游学富点头,“不错!只是这吕宋之人全乃未开化之上,国土狭小,又多瘴气,殿下,难道我们是要和那些土著做什么生意么?”
杨涵瑶抿嘴一笑,眼里闪过一丝算计,看得众人心里莫名一冷,可随即又兴奋了起来。
和杨涵瑶合作久了,自然对她有了一些了解。杨大姑娘这表情一露,那可就代表着一些人要倒霉了。而杨大姑娘既然是在自己这伙人面前露出这表情,那么……
嘿嘿,那就意味自己这伙人又要发财啦!
果不其然,只听杨涵瑶缓声说道:“游伯伯所言不虚。不错,这吕宋的确多有瘴气,人也都未开化。不过嘛……”
杨涵瑶从袖子里“唰”得一下又抽出一张地图来,摊开后,说道:“看见没?我这标注着的东西是什么?诸位可上前细观……”
听杨涵瑶这么一说,诸位股东也纷纷上前仔细瞧看。虽说是用后世的手法画的地图,可在杨涵瑶的解说下,倒也不难理解。
当杨涵瑶指着那一个个标注点,特别是说出那儿的土著人把黄金当石头玩时,诸股东的呼吸都急促了起来。
哪怕是孙振福这个老爷子都显得猴急了起来,只见他喘着粗气道:“殿下,俗话说得好,天若予之,予于弗取,必受其咎啊!”
“不错!孙老爷子说得有道理,所以……”杨涵瑶又从袖口抽出一张图纸,“啪”得一下扔到桌上,说道:“诸位请看,这是我设计的飞剪船图纸,此船一旦造成,航速极快,从明州(今宁波)出发去往日本,三到四天便可走一个来回。”
“什么?!”众人惊呼,三到四天走一个来回?县主这是疯了?以前到日本,起码要5到6天的航程,这已算是快得了。如果这船真造出来了,哪怕不去那鸟吕宋,就是去日本做海贸也是极好的啊!
再一看这船,乖乖,几千料的大船?个个都有些脸色发白了,这船真能造出来?
不过大家都是外行,这图纸还是得找造船工匠们来看一看再说。
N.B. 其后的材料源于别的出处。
//! Document numbering.
//!
//! Order numbers are `<PREFIX>-<YYYYMMDD>-<sequence>`. The sequence value is drawn inside
//! the transaction that creates the document, with the counter row locked, so concurrent
//! creations never share a number and a rolled-back creation gives its value back.

use crate::{
    entities::{Sequence, sequence},
    errors::{Error, Result},
};
use chrono::NaiveDate;
use sea_orm::{DatabaseTransaction, QuerySelect, Set, prelude::*, sea_query::OnConflict};

/// Sequence backing sales order numbers
pub const SALES_ORDERS: &str = "sales_orders";
/// Sequence backing production order numbers
pub const PRODUCTION_ORDERS: &str = "production_orders";

/// Makes sure the counter row exists, starting at 0.
///
/// Uses `INSERT ... ON CONFLICT DO NOTHING` so two transactions creating the first document
/// of a kind both succeed: the loser waits on the winner's key and then inserts nothing.
pub(crate) async fn ensure_counter(txn: &DatabaseTransaction, name: &str) -> Result<()> {
    let counter = sequence::ActiveModel {
        name: Set(name.to_string()),
        value: Set(0),
    };
    Sequence::insert(counter)
        .on_conflict(
            OnConflict::column(sequence::Column::Name)
                .do_nothing()
                .to_owned(),
        )
        .exec_without_returning(txn)
        .await?;
    Ok(())
}

/// Returns the next value of the named sequence, starting at 1.
pub async fn next_value(txn: &DatabaseTransaction, name: &str) -> Result<i64> {
    ensure_counter(txn, name).await?;

    let row = Sequence::find_by_id(name.to_string())
        .lock_exclusive()
        .one(txn)
        .await?
        .ok_or_else(|| Error::UnknownFailure {
            message: format!("Sequence '{name}' missing right after it was ensured"),
        })?;

    let next = row.value + 1;
    let mut counter: sequence::ActiveModel = row.into();
    counter.value = Set(next);
    counter.update(txn).await?;

    Ok(next)
}

/// Formats a document number from its prefix, creation date and sequence value.
#[must_use]
pub fn document_number(prefix: &str, date: NaiveDate, value: i64) -> String {
    format!("{prefix}-{}-{value}", date.format("%Y%m%d"))
}

#[cfg(test)]
mod tests {
    #![allow(clippy::unwrap_used)]
    use super::*;
    use crate::core::scope;
    use crate::test_utils::setup_test_db;

    #[test]
    fn test_document_number_format() {
        let date = NaiveDate::from_ymd_opt(2025, 3, 7).unwrap();
        assert_eq!(document_number("SO", date, 42), "SO-20250307-42");
        assert_eq!(document_number("OP", date, 1), "OP-20250307-1");
    }

    #[tokio::test]
    async fn test_sequences_increment_independently() -> Result<()> {
        let db = setup_test_db().await?;

        let txn = scope::begin(&db).await?;
        assert_eq!(next_value(&txn, SALES_ORDERS).await?, 1);
        assert_eq!(next_value(&txn, SALES_ORDERS).await?, 2);
        assert_eq!(next_value(&txn, PRODUCTION_ORDERS).await?, 1);
        txn.commit().await?;

        let txn = scope::begin(&db).await?;
        assert_eq!(next_value(&txn, SALES_ORDERS).await?, 3);
        txn.commit().await?;
        Ok(())
    }

    #[tokio::test]
    async fn test_rolled_back_value_is_reused() -> Result<()> {
        let db = setup_test_db().await?;

        let txn = scope::begin(&db).await?;
        assert_eq!(next_value(&txn, SALES_ORDERS).await?, 1);
        txn.rollback().await?;

        let txn = scope::begin(&db).await?;
        assert_eq!(next_value(&txn, SALES_ORDERS).await?, 1);
        txn.commit().await?;
        Ok(())
    }

    #[tokio::test]
    async fn test_ensure_counter_keeps_existing_value() -> Result<()> {
        let db = setup_test_db().await?;

        let txn = scope::begin(&db).await?;
        ensure_counter(&txn, SALES_ORDERS).await?;
        ensure_counter(&txn, SALES_ORDERS).await?;
        let row = Sequence::find_by_id(SALES_ORDERS.to_string()).one(&txn).await?.unwrap();
        assert_eq!(row.value, 0);
        txn.commit().await?;
        Ok(())
    }

    #[tokio::test]
    async fn test_counter_created_elsewhere_is_continued() -> Result<()> {
        let db = setup_test_db().await?;

        // Another transaction created the counter and handed out values first
        sequence::ActiveModel {
            name: Set(PRODUCTION_ORDERS.to_string()),
            value: Set(41),
        }
        .insert(&db)
        .await?;

        let txn = scope::begin(&db).await?;
        assert_eq!(next_value(&txn, PRODUCTION_ORDERS).await?, 42);
        txn.commit().await?;

        let row = Sequence::find_by_id(PRODUCTION_ORDERS.to_string()).one(&db).await?.unwrap();
        assert_eq!(row.value, 42);
        Ok(())
    }
}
不过嘛,这船好是好,可一时半会儿估计也造不出来,倒是用现有技术,弄些船,先把吕宋那儿黄金,矿产弄回来再说。
杨涵瑶似乎也察觉到了众人的心思,抿嘴一笑道:“这吕宋盛产黄金,且矿产丰富,咱们商会独吃得话,恐会惹非议啊……”
杨涵瑶的话如一盆凉水一般,把一群刚刚还在亢奋中的人给浇个透心凉,何玉祥有些懊恼地说道:“殿下所言极是。此事哪怕想瞒着,恐怕都瞒不住。”
“所以……”杨涵瑶端起茶杯,抿了一口茶说道:“这事咱得再找一个合伙人……”
“殿下的意思是……”游学富又觉头上冒冷汗了,感情这位主都算计好了?她这是又想把主意打到天子头上去?
苍天呀!以前怎么没发现这丫头这么大胆呢?天子想养鱼弄点钱,她也敢伸手过去明着跟天子讲条件。虽说没成吧,可这事儿成的希望很大,就看今年殿下这鱼养得怎么样了。
现在可好,弄个金矿,她这主意又打到天子头上去了。她这胆子到底是什么做得啊?!
众人显然也回过味来了,纷纷都觉得头上飞过一群乌鸦,跟游学富那都是一个想法。
殿下这胆到底是什么做得啊?!全天下估计也只有她一个人敢把手伸到皇帝跟前去了吧?最妙的是,皇帝居然还挺受用,殿下果然是恩宠无限吶!